Problem to solve →
Both the line below containing "a font stack." and the line containing "let rgb = image::RgbImage::from_raw(width, height, buffer)", along with every line between them, should be repeated exactly; no other line belongs in the answer.

Data to use →
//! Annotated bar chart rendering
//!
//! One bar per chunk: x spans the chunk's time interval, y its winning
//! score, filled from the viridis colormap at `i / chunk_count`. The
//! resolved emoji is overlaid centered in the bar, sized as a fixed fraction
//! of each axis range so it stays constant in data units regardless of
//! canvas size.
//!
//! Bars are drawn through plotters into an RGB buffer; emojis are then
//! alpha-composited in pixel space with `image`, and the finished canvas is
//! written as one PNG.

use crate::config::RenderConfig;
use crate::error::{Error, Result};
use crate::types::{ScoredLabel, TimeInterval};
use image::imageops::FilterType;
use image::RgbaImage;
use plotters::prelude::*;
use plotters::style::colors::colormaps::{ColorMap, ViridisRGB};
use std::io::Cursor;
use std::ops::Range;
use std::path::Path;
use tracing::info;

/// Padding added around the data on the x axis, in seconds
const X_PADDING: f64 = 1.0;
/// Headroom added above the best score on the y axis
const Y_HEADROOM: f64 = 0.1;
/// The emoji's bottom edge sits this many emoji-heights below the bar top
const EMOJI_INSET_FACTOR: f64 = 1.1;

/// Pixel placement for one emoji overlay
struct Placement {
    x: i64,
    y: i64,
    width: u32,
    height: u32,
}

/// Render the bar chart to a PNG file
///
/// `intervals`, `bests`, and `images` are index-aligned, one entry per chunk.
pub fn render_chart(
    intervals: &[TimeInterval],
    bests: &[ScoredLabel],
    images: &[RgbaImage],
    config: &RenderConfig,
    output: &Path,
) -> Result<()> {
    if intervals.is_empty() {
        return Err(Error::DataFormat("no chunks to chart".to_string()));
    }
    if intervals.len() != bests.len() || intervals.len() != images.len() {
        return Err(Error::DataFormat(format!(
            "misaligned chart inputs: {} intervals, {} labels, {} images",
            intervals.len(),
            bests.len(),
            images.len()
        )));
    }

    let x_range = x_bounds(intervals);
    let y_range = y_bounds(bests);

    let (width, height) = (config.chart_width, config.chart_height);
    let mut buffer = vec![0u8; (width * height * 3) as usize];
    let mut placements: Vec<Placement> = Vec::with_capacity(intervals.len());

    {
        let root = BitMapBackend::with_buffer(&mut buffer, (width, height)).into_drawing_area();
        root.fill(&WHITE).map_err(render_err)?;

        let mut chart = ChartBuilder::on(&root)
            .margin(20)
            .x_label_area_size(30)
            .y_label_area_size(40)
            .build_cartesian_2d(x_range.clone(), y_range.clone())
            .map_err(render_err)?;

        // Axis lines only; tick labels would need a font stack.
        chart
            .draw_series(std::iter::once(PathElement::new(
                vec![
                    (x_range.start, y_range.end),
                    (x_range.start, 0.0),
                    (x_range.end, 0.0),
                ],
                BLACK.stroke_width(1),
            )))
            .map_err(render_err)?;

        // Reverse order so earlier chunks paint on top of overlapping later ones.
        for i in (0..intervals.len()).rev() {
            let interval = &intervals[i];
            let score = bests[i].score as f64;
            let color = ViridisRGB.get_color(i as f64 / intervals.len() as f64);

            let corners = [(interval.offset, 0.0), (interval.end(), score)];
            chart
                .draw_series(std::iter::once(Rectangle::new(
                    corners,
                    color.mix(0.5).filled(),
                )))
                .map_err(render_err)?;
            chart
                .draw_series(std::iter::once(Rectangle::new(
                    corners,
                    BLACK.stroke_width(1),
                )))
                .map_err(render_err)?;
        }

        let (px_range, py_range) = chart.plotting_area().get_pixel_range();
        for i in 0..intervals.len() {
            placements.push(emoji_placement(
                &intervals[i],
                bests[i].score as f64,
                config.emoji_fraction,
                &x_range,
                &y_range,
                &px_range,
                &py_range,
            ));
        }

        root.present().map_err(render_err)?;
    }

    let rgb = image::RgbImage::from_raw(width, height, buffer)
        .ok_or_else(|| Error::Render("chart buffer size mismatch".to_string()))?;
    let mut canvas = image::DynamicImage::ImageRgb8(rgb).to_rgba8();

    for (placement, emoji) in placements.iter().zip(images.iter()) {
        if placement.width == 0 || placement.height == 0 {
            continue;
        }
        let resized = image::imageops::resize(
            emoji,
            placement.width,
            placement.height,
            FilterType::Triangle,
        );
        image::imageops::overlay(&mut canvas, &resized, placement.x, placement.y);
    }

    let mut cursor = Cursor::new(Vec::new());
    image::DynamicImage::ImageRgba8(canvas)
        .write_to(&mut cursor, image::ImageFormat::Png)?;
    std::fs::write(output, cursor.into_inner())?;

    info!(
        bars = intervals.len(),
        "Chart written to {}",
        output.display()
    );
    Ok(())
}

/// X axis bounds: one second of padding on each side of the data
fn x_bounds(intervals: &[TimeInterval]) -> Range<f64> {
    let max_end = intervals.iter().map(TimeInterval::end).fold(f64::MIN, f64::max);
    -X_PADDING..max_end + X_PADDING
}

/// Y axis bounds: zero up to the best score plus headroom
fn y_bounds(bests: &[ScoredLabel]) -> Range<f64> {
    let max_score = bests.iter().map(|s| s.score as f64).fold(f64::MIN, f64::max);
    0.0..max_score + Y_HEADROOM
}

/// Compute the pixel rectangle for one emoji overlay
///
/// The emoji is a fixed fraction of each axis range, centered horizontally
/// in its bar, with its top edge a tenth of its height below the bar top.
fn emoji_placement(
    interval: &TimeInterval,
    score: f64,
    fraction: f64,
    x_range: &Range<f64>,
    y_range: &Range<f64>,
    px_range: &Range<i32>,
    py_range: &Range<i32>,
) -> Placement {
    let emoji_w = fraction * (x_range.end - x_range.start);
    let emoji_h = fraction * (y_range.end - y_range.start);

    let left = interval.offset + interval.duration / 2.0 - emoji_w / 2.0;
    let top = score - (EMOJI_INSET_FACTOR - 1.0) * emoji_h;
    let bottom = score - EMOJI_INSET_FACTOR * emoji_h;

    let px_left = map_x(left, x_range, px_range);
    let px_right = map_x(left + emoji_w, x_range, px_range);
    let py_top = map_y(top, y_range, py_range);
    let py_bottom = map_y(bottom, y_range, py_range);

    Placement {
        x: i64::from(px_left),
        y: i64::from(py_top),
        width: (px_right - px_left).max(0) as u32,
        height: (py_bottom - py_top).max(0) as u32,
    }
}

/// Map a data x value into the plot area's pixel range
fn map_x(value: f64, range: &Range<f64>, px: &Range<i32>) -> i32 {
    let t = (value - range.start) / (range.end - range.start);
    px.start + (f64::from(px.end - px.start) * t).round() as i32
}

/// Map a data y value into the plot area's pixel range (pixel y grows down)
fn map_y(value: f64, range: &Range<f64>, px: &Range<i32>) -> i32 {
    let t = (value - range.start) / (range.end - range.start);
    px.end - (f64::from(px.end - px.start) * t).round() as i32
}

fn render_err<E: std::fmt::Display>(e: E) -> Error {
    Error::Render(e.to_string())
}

* * *

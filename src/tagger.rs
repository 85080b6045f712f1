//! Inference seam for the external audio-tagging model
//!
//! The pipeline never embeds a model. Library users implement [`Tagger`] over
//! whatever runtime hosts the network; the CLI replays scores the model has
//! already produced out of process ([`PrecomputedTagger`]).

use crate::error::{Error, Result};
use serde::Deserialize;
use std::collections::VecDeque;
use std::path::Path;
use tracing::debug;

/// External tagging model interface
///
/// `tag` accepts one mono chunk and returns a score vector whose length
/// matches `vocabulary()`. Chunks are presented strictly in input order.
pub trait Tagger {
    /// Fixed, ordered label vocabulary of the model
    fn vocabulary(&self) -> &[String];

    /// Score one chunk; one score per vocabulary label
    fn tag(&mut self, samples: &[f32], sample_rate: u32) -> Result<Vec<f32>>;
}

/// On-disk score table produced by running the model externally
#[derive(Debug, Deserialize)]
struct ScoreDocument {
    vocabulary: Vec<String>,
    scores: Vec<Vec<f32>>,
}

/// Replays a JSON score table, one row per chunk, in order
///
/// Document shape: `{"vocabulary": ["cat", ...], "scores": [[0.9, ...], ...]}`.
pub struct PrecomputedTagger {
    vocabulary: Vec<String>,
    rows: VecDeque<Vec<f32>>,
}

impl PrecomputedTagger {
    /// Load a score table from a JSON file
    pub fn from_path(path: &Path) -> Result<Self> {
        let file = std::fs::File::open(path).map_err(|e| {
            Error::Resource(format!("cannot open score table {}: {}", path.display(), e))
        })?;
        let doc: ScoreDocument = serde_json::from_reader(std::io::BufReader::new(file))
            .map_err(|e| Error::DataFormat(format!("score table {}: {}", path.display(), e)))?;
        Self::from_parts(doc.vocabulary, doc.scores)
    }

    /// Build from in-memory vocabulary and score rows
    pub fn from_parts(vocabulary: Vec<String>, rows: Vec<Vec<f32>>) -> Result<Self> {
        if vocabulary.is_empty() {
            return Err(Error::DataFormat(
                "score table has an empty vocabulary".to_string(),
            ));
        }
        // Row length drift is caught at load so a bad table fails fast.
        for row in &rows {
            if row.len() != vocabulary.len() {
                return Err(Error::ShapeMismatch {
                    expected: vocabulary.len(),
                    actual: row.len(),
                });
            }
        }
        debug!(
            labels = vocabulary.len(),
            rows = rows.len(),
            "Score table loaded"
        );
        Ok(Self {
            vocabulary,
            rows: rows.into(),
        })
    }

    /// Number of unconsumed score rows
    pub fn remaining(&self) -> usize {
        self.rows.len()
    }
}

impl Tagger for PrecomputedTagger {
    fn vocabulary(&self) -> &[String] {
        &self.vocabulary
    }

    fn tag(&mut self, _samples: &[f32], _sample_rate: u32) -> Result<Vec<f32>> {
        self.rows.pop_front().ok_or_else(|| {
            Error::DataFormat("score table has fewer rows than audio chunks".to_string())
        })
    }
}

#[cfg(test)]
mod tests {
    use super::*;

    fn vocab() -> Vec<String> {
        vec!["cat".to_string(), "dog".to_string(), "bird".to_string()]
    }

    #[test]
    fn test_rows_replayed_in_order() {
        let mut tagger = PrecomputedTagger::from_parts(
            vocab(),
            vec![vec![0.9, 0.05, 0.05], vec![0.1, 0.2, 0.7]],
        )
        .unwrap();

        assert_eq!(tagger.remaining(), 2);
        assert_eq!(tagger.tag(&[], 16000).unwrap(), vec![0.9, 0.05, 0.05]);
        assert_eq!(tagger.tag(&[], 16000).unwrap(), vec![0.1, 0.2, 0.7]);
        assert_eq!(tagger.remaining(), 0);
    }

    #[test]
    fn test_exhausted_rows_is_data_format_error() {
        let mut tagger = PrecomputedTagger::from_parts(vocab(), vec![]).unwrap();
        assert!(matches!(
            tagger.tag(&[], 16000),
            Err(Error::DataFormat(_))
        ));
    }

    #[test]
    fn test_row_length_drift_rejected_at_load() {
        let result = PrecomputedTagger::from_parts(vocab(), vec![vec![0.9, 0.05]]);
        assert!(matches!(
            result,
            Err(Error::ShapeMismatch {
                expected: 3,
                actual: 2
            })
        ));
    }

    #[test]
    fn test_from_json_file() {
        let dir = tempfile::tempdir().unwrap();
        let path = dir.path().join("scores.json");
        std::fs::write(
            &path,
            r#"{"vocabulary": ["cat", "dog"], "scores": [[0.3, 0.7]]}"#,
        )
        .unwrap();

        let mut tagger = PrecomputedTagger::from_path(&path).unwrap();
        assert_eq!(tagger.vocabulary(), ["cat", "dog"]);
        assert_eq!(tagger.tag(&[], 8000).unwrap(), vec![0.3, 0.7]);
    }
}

Solution for this problem →
        // Axis lines only; tick labels would need a font stack.
        chart
            .draw_series(std::iter::once(PathElement::new(
                vec![
                    (x_range.start, y_range.end),
                    (x_range.start, 0.0),
                    (x_range.end, 0.0),
                ],
                BLACK.stroke_width(1),
            )))
            .map_err(render_err)?;

        // Reverse order so earlier chunks paint on top of overlapping later ones.
        for i in (0..intervals.len()).rev() {
            let interval = &intervals[i];
            let score = bests[i].score as f64;
            let color = ViridisRGB.get_color(i as f64 / intervals.len() as f64);

            let corners = [(interval.offset, 0.0), (interval.end(), score)];
            chart
                .draw_series(std::iter::once(Rectangle::new(
                    corners,
                    color.mix(0.5).filled(),
                )))
                .map_err(render_err)?;
            chart
                .draw_series(std::iter::once(Rectangle::new(
                    corners,
                    BLACK.stroke_width(1),
                )))
                .map_err(render_err)?;
        }

        let (px_range, py_range) = chart.plotting_area().get_pixel_range();
        for i in 0..intervals.len() {
            placements.push(emoji_placement(
                &intervals[i],
                bests[i].score as f64,
                config.emoji_fraction,
                &x_range,
                &y_range,
                &px_range,
                &py_range,
            ));
        }

        root.present().map_err(render_err)?;
    }

    let rgb = image::RgbImage::from_raw(width, height, buffer)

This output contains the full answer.